Pregnant women. Second hand-smoke harms not only the mother-to-be, but her unborn child as well. Smoke exposure during pregnancy increases the risk for problems such as placenta previa (low lying placenta), placental abruption (a medical emergency), as well as miscarriage, stillbirth, and ectopic pregnancy. It decreases the amount of oxygen available to mother and baby, increases the baby’s heart rate, and increases the likelihood that the baby will have a low birth weight or be born prematurely.
Infants and children (and pets! ) Because young children and animals can't choose to leave a smoke-filled environment, this constant exposure makes them especially vulnerable to the health risks of secondhand smoke.

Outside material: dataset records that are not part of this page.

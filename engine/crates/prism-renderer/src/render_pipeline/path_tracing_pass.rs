use glam::{UVec2, Vec3};
use prism_gfx::commands::command_buffer::GfxCommandBuffer;
use prism_gfx::raytracing::acceleration::GfxRay;
use prism_scene::intersection::RayIntersection;
use prism_scene::shading::light::ShadingPoint;
use prism_scene::shading::material::{MaterialParameters, MaterialShaderKind};
use prism_scene::shading::sampling::{balance_heuristic, pixel_rng, random2d};
use rand::Rng;
use rand::rngs::StdRng;

use crate::render_pipeline::shading::{PassContext, RAY_EPSILON, light_emission, offset_origin};
use crate::resources::frame_buffers::GBufferTexel;

/// Path tracing 主 pass
///
/// 每个像素从主光线出发，最多弹射 `max_path_depth` 次：
/// 每次命中做一次 NEE（随机选一个光源 + shadow ray）并用 BSDF 采样下一次弹射，
/// 命中光源或未命中时结束；两种策略用 balance heuristic 合并，没有 Russian roulette。
pub struct PathTracingPass;
impl PathTracingPass {
    pub fn exec(&self, cmd: &mut GfxCommandBuffer, ctx: &PassContext) -> Vec<GBufferTexel> {
        let _span = tracy_client::span!("PathTracingPass::exec");
        cmd.dispatch_2d("path-tracing", ctx.extent, |pixel| Self::shade_pixel(ctx, pixel))
    }

    fn shade_pixel(ctx: &PassContext, pixel: UVec2) -> GBufferTexel {
        let mut rng = pixel_rng(ctx.frame_id, ctx.pixel_index(pixel));
        let (ray, isect) = ctx.primary_hit(pixel);

        let spp = ctx.settings.samples_per_pixel.max(1);
        let mut radiance = Vec3::ZERO;
        for _ in 0..spp {
            radiance += ctx.composite_layers(
                ray,
                isect,
                |ray, isect| Self::trace_path(ctx, ray, isect, &mut rng),
                |ray| ctx.ambient_radiance(ray.direction),
            );
        }
        let radiance = ctx.apply_wireframe(pixel, &isect, radiance / spp as f32);
        ctx.gbuffer_texel(&ray, &isect, radiance)
    }

    /// 从一个已知的命中点出发估计沿 `ray` 反向的辐射亮度
    fn trace_path(ctx: &PassContext, ray: &GfxRay, isect: &RayIntersection, rng: &mut StdRng) -> Vec3 {
        let light_select_pdf = if ctx.lights.is_empty() { 0.0 } else { 1.0 / ctx.lights.len() as f32 };

        let mut radiance = Vec3::ZERO;
        let mut throughput = Vec3::ONE;
        let mut ray = *ray;
        let mut isect = *isect;
        // 上一次弹射的着色点与 BSDF pdf，主光线没有
        let mut prev: Option<(ShadingPoint, f32)> = None;

        for _ in 0..ctx.settings.max_path_depth.max(1) {
            if !isect.valid() {
                for light in ctx.lights.iter().filter(|light| light.is_ambient()) {
                    let weight = match &prev {
                        None => 1.0,
                        Some((p, bsdf_pdf)) => balance_heuristic(
                            *bsdf_pdf,
                            light.pdf_li(p, ray.direction, f32::INFINITY) * light_select_pdf,
                        ),
                    };
                    radiance += throughput * light.le(-ray.direction) * weight;
                }
                break;
            }

            let w_o = -ray.direction;
            if let Some((light, le)) = light_emission(ctx, &isect, w_o) {
                let weight = match &prev {
                    Some((p, bsdf_pdf)) if light.is_hittable() => {
                        balance_heuristic(*bsdf_pdf, light.pdf_li(p, ray.direction, isect.t) * light_select_pdf)
                    }
                    _ => 1.0,
                };
                radiance += throughput * le * weight;
                break;
            }

            let (kind, params) = ctx.surface(&isect, w_o);
            let p = ShadingPoint {
                position: isect.position,
                normal: params.normal,
            };
            radiance += throughput * params.emission;
            radiance += throughput * Self::sample_direct(ctx, kind, &params, &p, w_o, light_select_pdf, rng);

            let Some((w_i, bsdf_pdf)) = kind.sample(&params, w_o, random2d(rng)) else {
                break;
            };
            let cos = params.normal.dot(w_i);
            if bsdf_pdf <= 0.0 || cos <= 0.0 {
                break;
            }
            throughput *= kind.bxdf(&params, w_o, w_i) * cos / bsdf_pdf;
            if throughput == Vec3::ZERO {
                break;
            }

            ray = GfxRay::new(offset_origin(p.position, p.normal, w_i), w_i).with_range(RAY_EPSILON, f32::INFINITY);
            isect = ctx.scene.intersect(&ray);
            prev = Some((p, bsdf_pdf));
        }
        radiance
    }

    /// NEE：均匀选一个光源并采样
    fn sample_direct(
        ctx: &PassContext,
        kind: MaterialShaderKind,
        params: &MaterialParameters,
        p: &ShadingPoint,
        w_o: Vec3,
        light_select_pdf: f32,
        rng: &mut StdRng,
    ) -> Vec3 {
        if ctx.lights.is_empty() {
            return Vec3::ZERO;
        }
        let index = ((rng.r#gen::<f32>() * ctx.lights.len() as f32) as usize).min(ctx.lights.len() - 1);
        let light = &ctx.lights[index];
        let Some(sample) = light.sample_li(p, random2d(rng)) else {
            return Vec3::ZERO;
        };
        let cos = params.normal.dot(sample.direction);
        if cos <= 0.0 || sample.pdf <= 0.0 {
            return Vec3::ZERO;
        }
        if sample.shadowed && ctx.occluded(p, sample.direction, sample.distance) {
            return Vec3::ZERO;
        }

        let light_pdf = sample.pdf * light_select_pdf;
        // BSDF 采样命中不到的光源只能由 NEE 估计，不参与 MIS
        let weight = if light.is_hittable() {
            balance_heuristic(light_pdf, kind.pdf(params, w_o, sample.direction))
        } else {
            1.0
        };
        kind.bxdf(params, w_o, sample.direction) * sample.radiance * cos * weight / light_pdf
    }
}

Infants and children who are regularly exposed to secondhand smoke have an increased chance of developing the following conditions:
  • Frequent colds and respiratory infections (including bronchitis and pneumonia)
  • May experience slow or incomplete lung growth and development
  • Asthma and chronic coughs
  • Chronic and/or recurrent ear infections
  • SIDS (Sudden Infant Death Syndrome)
  • High blood pressure
  • Learning and behavior problems, including inattention and aggression.
  • Cataracts
  • Poor dental health
  • Increased likelihood that the children themselves will become smokers
  • Increased risk of tumors and cancer shown in cats, dogs, and birds.

WHAT CAN I DO TO AVOID SECONDHAND SMOKE?

The following suggestions might be helpful in reducing, or even eliminating, your and your family’s exposure to secondhand smoke:
  • Whenever possible, ask visitors to your home to smoke outside and to use a “smoking coat” or sweatshirt so that they will not carry toxins on their clothes (this is actually known as “third-hand smoke”).
  • Open windows and use fans to ventilate rooms in your home and work
  • Don't keep ashtrays in your home.
  • Tell babysitters and other caregivers not to smoke around your children, even if it is in their own home.
  • If you are visiting a smoker’s home with your children, try to socialize outside whenever possible.
  • If smoking is allowed where you work, talk to your employer about modifying the company’s smoking policy. Encourage them to support a program to help their employees quit!
  • Ask to work near other non-smokers or as far away from smokers as possible.
  • When staying in a hotel, ask for a non-smoking room.
  • Stay informed about any changes in federal, state, and local smoking laws and become involved in strengthening those laws.